Book Review: “Chief” by Paul Seger (2013)

“Leadership Lessons from a Village in Africa”

Image result for paul seger chief bookPaul Seger, Director of the missions agency Biblical Ministries Worldwide (headquartered in Lawrenceville, GA), offers a unique take on the topic of leadership in his book, Chief. Taking twenty illustrations from African village-life and nature, he develops each concept into a timeless leadership principle and shows how each has also been clearly taught for generations already in the Word of God. Having grown up in a Saharan village himself, Seger appears to have a vast understanding of primitive life in action, and yet has also grown into a world-wise leader who now recognizes that, even in those backwoods situations, such unlearned tribal leaders as the ones he describes naturally understood the most effective ways to lead their people.

Seger tackles such popular leadership principles as servant-leadership and vision-casting, but also touches on other, less-mainstream principles, such as lifelong learning, anticipation of trends, defining reality, and the power of simplicity. While he claims that yes, another book on leadership in necessary “to simplify the topic” (vi), one could argue that twenty chapters covering twenty principles appears to muck things up more than not. Nevertheless, his points are well-made, and one could certainly argue that Jesus Himself exemplified each of these principles at one time or another during his ministry.

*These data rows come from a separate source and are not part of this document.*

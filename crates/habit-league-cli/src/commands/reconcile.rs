use clap::Subcommand;

use super::{open_tracker, print_json, CommandResult};

#[derive(Subcommand)]
pub enum ReconcileAction {
    /// Charge the current league's upkeep once
    Tick,
    /// Charge upkeep on the configured interval until Ctrl-C
    Run,
}

pub fn run(action: ReconcileAction) -> CommandResult {
    let tracker = open_tracker()?;

    match action {
        ReconcileAction::Tick => print_json(&tracker.reconcile_once()?),
        ReconcileAction::Run => {
            let runtime = tokio::runtime::Runtime::new()?;
            runtime.block_on(async {
                let poller = tracker.poller();
                let mut updates = poller.subscribe();
                poller.start();
                println!("Reconciling, press Ctrl-C to stop");

                loop {
                    tokio::select! {
                        signal = tokio::signal::ctrl_c() => {
                            signal?;
                            break;
                        }
                        changed = updates.changed() => {
                            if changed.is_err() {
                                break;
                            }
                            let points = updates.borrow_and_update().points;
                            let league = tracker.league_table().current_league(points);
                            println!("Points: {points} ({})", league.title);
                        }
                    }
                }

                poller.stop().await;
                Ok::<(), Box<dyn std::error::Error>>(())
            })
        }
    }
}
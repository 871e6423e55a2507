use clap::{Subcommand, ValueEnum};
use habit_league_core::ProgressBand;

use super::{open_tracker, print_json, CommandResult};

#[derive(Clone, Copy, ValueEnum)]
pub enum BandArg {
    Fixed,
    NextTier,
}

#[derive(Subcommand)]
pub enum LeagueAction {
    /// Current league and progress towards the next one
    Status {
        /// Override the configured progress band
        #[arg(long, value_enum)]
        band: Option<BandArg>,
    },
    /// Print the league table
    Table,
}

pub fn run(action: LeagueAction) -> CommandResult {
    let tracker = open_tracker()?;
    match action {
        LeagueAction::Status { band } => {
            let status = match band {
                Some(BandArg::Fixed) => tracker.league_status_with(ProgressBand::Fixed)?,
                Some(BandArg::NextTier) => tracker.league_status_with(ProgressBand::NextTier)?,
                None => tracker.league_status()?,
            };
            print_json(&status)
        }
        LeagueAction::Table => print_json(&tracker.league_table().leagues()),
    }
}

Many of Seger’s illustrations are fascinating for their cultural or naturalistic uniqueness, though his Chapter 12: “Pushing Boulders” stands out as especially poignant. In order to describe the importance of values, he relates an experience from his childhood, when he and a friend would climb the giant, smooth mesas in the desert only to find giant boulders standing precariously near the edges. The children enjoyed pushing these boulders off the cliffs to watch them crash into the pathways below, until a local man hurriedly ventured up the mesa despite the danger to scold them wildly for their carelessness. As it turned out, these boulders had been placed up there generations ago as a means of protecting the villagers from potential slave-traders come to the steal them all away. Not only had the children been desecrating the memory of the fearful villagers who had once painstakingly carried these boulders uphill to protect their families, they had also carelessly destroyed that village’s own future defenses against other possible kidnappers. What was a stupid rock and a mere game to a child was instead a matter of life and death to full generations of Africans. Quite a tale and quite an illustration on values that will stick me for a long time to come!

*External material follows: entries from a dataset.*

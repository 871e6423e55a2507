//! Periodic league upkeep.
//!
//! The poller owns at most one background task. Each tick charges the
//! upkeep of the league the committed balance currently sits in and
//! publishes the result only when the charge actually moved the points.
//!
//! ```rust,ignore
//! let poller = ReconciliationPoller::new(ledger, LeagueTable::reference(), UpkeepPolicy::EveryTick, DEFAULT_INTERVAL);
//! poller.start();
//! let mut rx = poller.subscribe();
//! rx.changed().await?;
//! poller.stop().await;
//! ```

use std::sync::{Arc, Mutex};
use std::time::Duration;

use chrono::Utc;
use tokio::sync::{oneshot, watch};
use tokio::task::JoinHandle;
use tokio::time::{Instant, MissedTickBehavior};
use tracing::{info, warn};

use crate::error::Result;
use crate::ledger::{Balance, PointsLedger};
use crate::league::{LeagueTable, UpkeepPolicy};

/// Default time between two upkeep charges.
pub const DEFAULT_INTERVAL: Duration = Duration::from_secs(5);

struct PollerInner {
    ledger: Arc<PointsLedger>,
    leagues: LeagueTable,
    policy: UpkeepPolicy,
    reported: watch::Sender<Balance>,
}

impl PollerInner {
    fn tick(&self) -> Result<Option<Balance>> {
        let mut before = None;
        let balance = self.ledger.apply_upkeep(|current| {
            before = Some(current.points);
            let league = self.leagues.current_league(current.points);
            self.policy
                .charge(league.league_cost, current.updated_at, Utc::now())
        })?;

        // Movement is measured against the balance the charge was taken from.
        if before == Some(balance.points) {
            return Ok(None);
        }
        self.reported.send_replace(balance.clone());
        Ok(Some(balance))
    }
}

struct RunningTask {
    shutdown: oneshot::Sender<()>,
    handle: JoinHandle<()>,
}

pub struct ReconciliationPoller {
    inner: Arc<PollerInner>,
    interval: Duration,
    task: Mutex<Option<RunningTask>>,
}

impl ReconciliationPoller {
    pub fn new(
        ledger: Arc<PointsLedger>,
        leagues: LeagueTable,
        policy: UpkeepPolicy,
        interval: Duration,
    ) -> Self {
        let (reported, _) = watch::channel(ledger.snapshot());
        Self {
            inner: Arc::new(PollerInner {
                ledger,
                leagues,
                policy,
                reported,
            }),
            interval,
            task: Mutex::new(None),
        }
    }

    /// Run one reconciliation now. Returns the new balance if the points changed.
    pub fn tick(&self) -> Result<Option<Balance>> {
        self.inner.tick()
    }

    /// Spawn the recurring task on the current tokio runtime.
    ///
    /// Returns `false` if a task is already running. The first charge happens
    /// one full interval after this call.
    pub fn start(&self) -> bool {
        let mut slot = self.task.lock().unwrap_or_else(|e| e.into_inner());
        if slot.as_ref().is_some_and(|t| !t.handle.is_finished()) {
            warn!("reconciliation poller already running");
            return false;
        }

        // Habit deltas may have landed while stopped.
        let snapshot = self.inner.ledger.snapshot();
        self.inner.reported.send_if_modified(|last| {
            if last.points == snapshot.points {
                return false;
            }
            *last = snapshot;
            true
        });

        let (shutdown, mut shutdown_rx) = oneshot::channel();
        let inner = Arc::clone(&self.inner);
        let period = self.interval;

        let handle = tokio::spawn(async move {
            let mut ticker = tokio::time::interval_at(Instant::now() + period, period);
            ticker.set_missed_tick_behavior(MissedTickBehavior::Delay);

            loop {
                tokio::select! {
                    _ = &mut shutdown_rx => break,
                    _ = ticker.tick() => match inner.tick() {
                        Ok(Some(balance)) => {
                            info!(points = balance.points, "league upkeep applied");
                        }
                        Ok(None) => {}
                        Err(e) => warn!("reconciliation failed, retrying next tick: {e}"),
                    },
                }
            }
        });

        info!(interval = ?period, "reconciliation poller started");
        *slot = Some(RunningTask { shutdown, handle });
        true
    }

    /// Stop the task and wait for it to exit. Returns `false` if nothing was running.
    pub async fn stop(&self) -> bool {
        let running = self
            .task
            .lock()
            .unwrap_or_else(|e| e.into_inner())
            .take();
        let Some(task) = running else {
            return false;
        };

        let _ = task.shutdown.send(());
        if let Err(e) = task.handle.await {
            warn!("reconciliation task ended abnormally: {e}");
        }
        info!("reconciliation poller stopped");
        true
    }

    pub fn is_running(&self) -> bool {
        self.task
            .lock()
            .unwrap_or_else(|e| e.into_inner())
            .as_ref()
            .is_some_and(|t| !t.handle.is_finished())
    }

    /// Balances published by ticks that changed the points.
    pub fn subscribe(&self) -> watch::Receiver<Balance> {
        self.inner.reported.subscribe()
    }

    pub fn last_reported(&self) -> Balance {
        self.inner.reported.borrow().clone()
    }
}

impl Drop for ReconciliationPoller {
    fn drop(&mut self) {
        let slot = self.task.get_mut().unwrap_or_else(|e| e.into_inner());
        if let Some(task) = slot.take() {
            task.handle.abort();
        }
    }
}

#[cfg(test)]
mod tests {
    use super::*;
    use crate::history::RecordSource;
    use crate::storage::Database;

    fn ledger_with(points: i64) -> Arc<PointsLedger> {
        let ledger = PointsLedger::new(Database::open_memory().unwrap()).unwrap();
        if points != 0 {
            ledger.apply_delta(points).unwrap();
        }
        Arc::new(ledger)
    }

    fn poller(ledger: &Arc<PointsLedger>) -> ReconciliationPoller {
        ReconciliationPoller::new(
            Arc::clone(ledger),
            LeagueTable::reference(),
            UpkeepPolicy::EveryTick,
            DEFAULT_INTERVAL,
        )
    }

    fn upkeep_records(ledger: &PointsLedger) -> usize {
        ledger
            .with_db(|db| db.history().list())
            .unwrap()
            .iter()
            .filter(|r| r.source == RecordSource::LeagueCost)
            .count()
    }

    #[test]
    fn tick_charges_current_league() {
        let ledger = ledger_with(520);
        let poller = poller(&ledger);

        let balance = poller.tick().unwrap().expect("points should change");
        assert_eq!(balance.points, 500);
        assert_eq!(
            LeagueTable::reference().current_league(balance.points).title,
            "iron"
        );
        assert_eq!(poller.last_reported().points, 500);
    }

    #[test]
    fn tick_in_free_league_is_silent() {
        let ledger = ledger_with(120);
        let poller = poller(&ledger);
        let rx = poller.subscribe();

        assert!(poller.tick().unwrap().is_none());
        assert!(!rx.has_changed().unwrap());
        assert_eq!(upkeep_records(&ledger), 0);
    }

    #[test]
    fn tick_back_to_last_reported_value_still_reports() {
        let ledger = ledger_with(500);
        let poller = poller(&ledger);
        let rx = poller.subscribe();

        ledger.apply_delta(20).unwrap();
        let balance = poller.tick().unwrap().expect("upkeep moved the points");
        assert_eq!(balance.points, 500);
        assert!(rx.has_changed().unwrap());
        assert_eq!(poller.last_reported().points, 500);
    }

    #[test]
    fn failed_tick_keeps_last_reported() {
        let ledger = ledger_with(700);
        let poller = poller(&ledger);
        ledger
            .with_db(|db| Ok(db.conn().execute_batch("DROP TABLE records;")?))
            .unwrap();

        assert!(poller.tick().is_err());
        assert_eq!(poller.last_reported().points, 700);
        assert_eq!(ledger.get_or_create_user().unwrap().points, 700);
    }

    #[tokio::test(start_paused = true)]
    async fn recurring_ticks_until_free_league() {
        let ledger = ledger_with(520);
        let poller = poller(&ledger);
        let mut rx = poller.subscribe();

        assert!(poller.start());
        // 520 -> 500 (iron) -> 480 (zhest, free) and then nothing more
        tokio::time::sleep(DEFAULT_INTERVAL * 6 + Duration::from_millis(10)).await;
        assert!(poller.stop().await);

        assert!(rx.has_changed().unwrap());
        assert_eq!(rx.borrow_and_update().points, 480);
        assert_eq!(ledger.get_or_create_user().unwrap().points, 480);
        assert_eq!(upkeep_records(&ledger), 2);
    }

    #[tokio::test(start_paused = true)]
    async fn failed_tick_is_retried_on_next_interval() {
        let ledger = ledger_with(700);
        let poller = poller(&ledger);
        let mut rx = poller.subscribe();
        ledger
            .with_db(|db| Ok(db.conn().execute_batch("ALTER TABLE records RENAME TO records_off;")?))
            .unwrap();

        poller.start();
        tokio::time::sleep(DEFAULT_INTERVAL + Duration::from_millis(10)).await;
        assert_eq!(ledger.get_or_create_user().unwrap().points, 700);
        assert!(!rx.has_changed().unwrap());
        assert!(poller.is_running());

        ledger
            .with_db(|db| Ok(db.conn().execute_batch("ALTER TABLE records_off RENAME TO records;")?))
            .unwrap();
        tokio::time::sleep(DEFAULT_INTERVAL).await;
        poller.stop().await;

        assert!(rx.has_changed().unwrap());
        assert_eq!(rx.borrow_and_update().points, 680);
        assert_eq!(upkeep_records(&ledger), 1);
    }

    #[tokio::test(start_paused = true)]
    async fn first_charge_waits_one_interval() {
        let ledger = ledger_with(1000);
        let poller = poller(&ledger);
        poller.start();

        tokio::time::sleep(DEFAULT_INTERVAL / 2).await;
        assert_eq!(ledger.get_or_create_user().unwrap().points, 1000);

        tokio::time::sleep(DEFAULT_INTERVAL).await;
        assert_eq!(ledger.get_or_create_user().unwrap().points, 960);
        poller.stop().await;
    }

    #[tokio::test(start_paused = true)]
    async fn start_and_stop_are_idempotent() {
        let ledger = ledger_with(1000);
        let poller = poller(&ledger);

        assert!(!poller.stop().await);
        assert!(poller.start());
        assert!(!poller.start());
        assert!(poller.is_running());

        tokio::time::sleep(DEFAULT_INTERVAL + Duration::from_millis(10)).await;
        assert!(poller.stop().await);
        assert!(!poller.stop().await);
        assert!(!poller.is_running());

        // A single task charged exactly once
        assert_eq!(ledger.get_or_create_user().unwrap().points, 960);

        // Nothing else happens once stopped
        tokio::time::sleep(DEFAULT_INTERVAL * 4).await;
        assert_eq!(ledger.get_or_create_user().unwrap().points, 960);

        // And it can be restarted
        assert!(poller.start());
        tokio::time::sleep(DEFAULT_INTERVAL + Duration::from_millis(10)).await;
        poller.stop().await;
        // 960 is back in iron
        assert_eq!(ledger.get_or_create_user().unwrap().points, 940);
    }

    #[tokio::test(start_paused = true)]
    async fn habit_points_between_ticks_change_the_charge() {
        let ledger = ledger_with(400);
        let poller = poller(&ledger);
        poller.start();

        // Reaching steel before the first tick means steel upkeep is charged
        ledger.apply_delta(600).unwrap();
        tokio::time::sleep(DEFAULT_INTERVAL + Duration::from_millis(10)).await;
        poller.stop().await;

        assert_eq!(ledger.get_or_create_user().unwrap().points, 960);
    }
}
use clap::{Parser, Subcommand};
use tracing_subscriber::EnvFilter;

mod commands;

#[derive(Parser)]
#[command(name = "habit-league-cli", version, about = "Habit League CLI")]
struct Cli {
    #[command(subcommand)]
    command: Commands,
}

#[derive(Subcommand)]
enum Commands {
    /// Current balance
    User {
        #[command(subcommand)]
        action: commands::user::UserAction,
    },
    /// Apply a raw point change
    Points {
        #[command(subcommand)]
        action: commands::points::PointsAction,
    },
    /// Habit management
    Habit {
        #[command(subcommand)]
        action: commands::habit::HabitAction,
    },
    /// League tier and progress
    League {
        #[command(subcommand)]
        action: commands::league::LeagueAction,
    },
    /// Point history
    History {
        #[command(subcommand)]
        action: commands::history::HistoryAction,
    },
    /// League upkeep
    Reconcile {
        #[command(subcommand)]
        action: commands::reconcile::ReconcileAction,
    },
    /// Configuration management
    Config {
        #[command(subcommand)]
        action: commands::config::ConfigAction,
    },
}

fn init_logging() {
    let filter = EnvFilter::try_from_env("HABIT_LEAGUE_LOG")
        .unwrap_or_else(|_| EnvFilter::new("warn"));
    tracing_subscriber::fmt()
        .with_env_filter(filter)
        .with_writer(std::io::stderr)
        .init();
}

fn main() {
    init_logging();

    let cli = Cli::parse();
    let result = match cli.command {
        Commands::User { action } => commands::user::run(action),
        Commands::Points { action } => commands::points::run(action),
        Commands::Habit { action } => commands::habit::run(action),
        Commands::League { action } => commands::league::run(action),
        Commands::History { action } => commands::history::run(action),
        Commands::Reconcile { action } => commands::reconcile::run(action),
        Commands::Config { action } => commands::config::run(action),
    };

    if let Err(e) = result {
        eprintln!("error: {e}");
        std::process::exit(1);
    }
}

I especially appreciated Seger’s chapter conclusions, each headed with the African phrase, “Ga fili Ga doki,” which carries the concept of “Now go do something with what you’ve learned.” I felt that this portion of each chapter allowed for genuine interaction with the text and with the lessons taught. I purposefully engaged with many of his summary and application questions and feel like I’ve improved as a leader because of it.

While a reprint of Chief could use some further trimming and editorial work (to take out all the repetition), I think this would be an excellent book for those aspiring to be leaders, particularly in ministry. Oftentimes, Pastors and Missionaries are trained in how to study and teach, but not necessarily in how to lead. If that’s the case for you, realize that leadership must most often be learned. It rarely comes naturally, and having Chief, a solid book of biblical principles, as your guide is about the best thing you could hope for!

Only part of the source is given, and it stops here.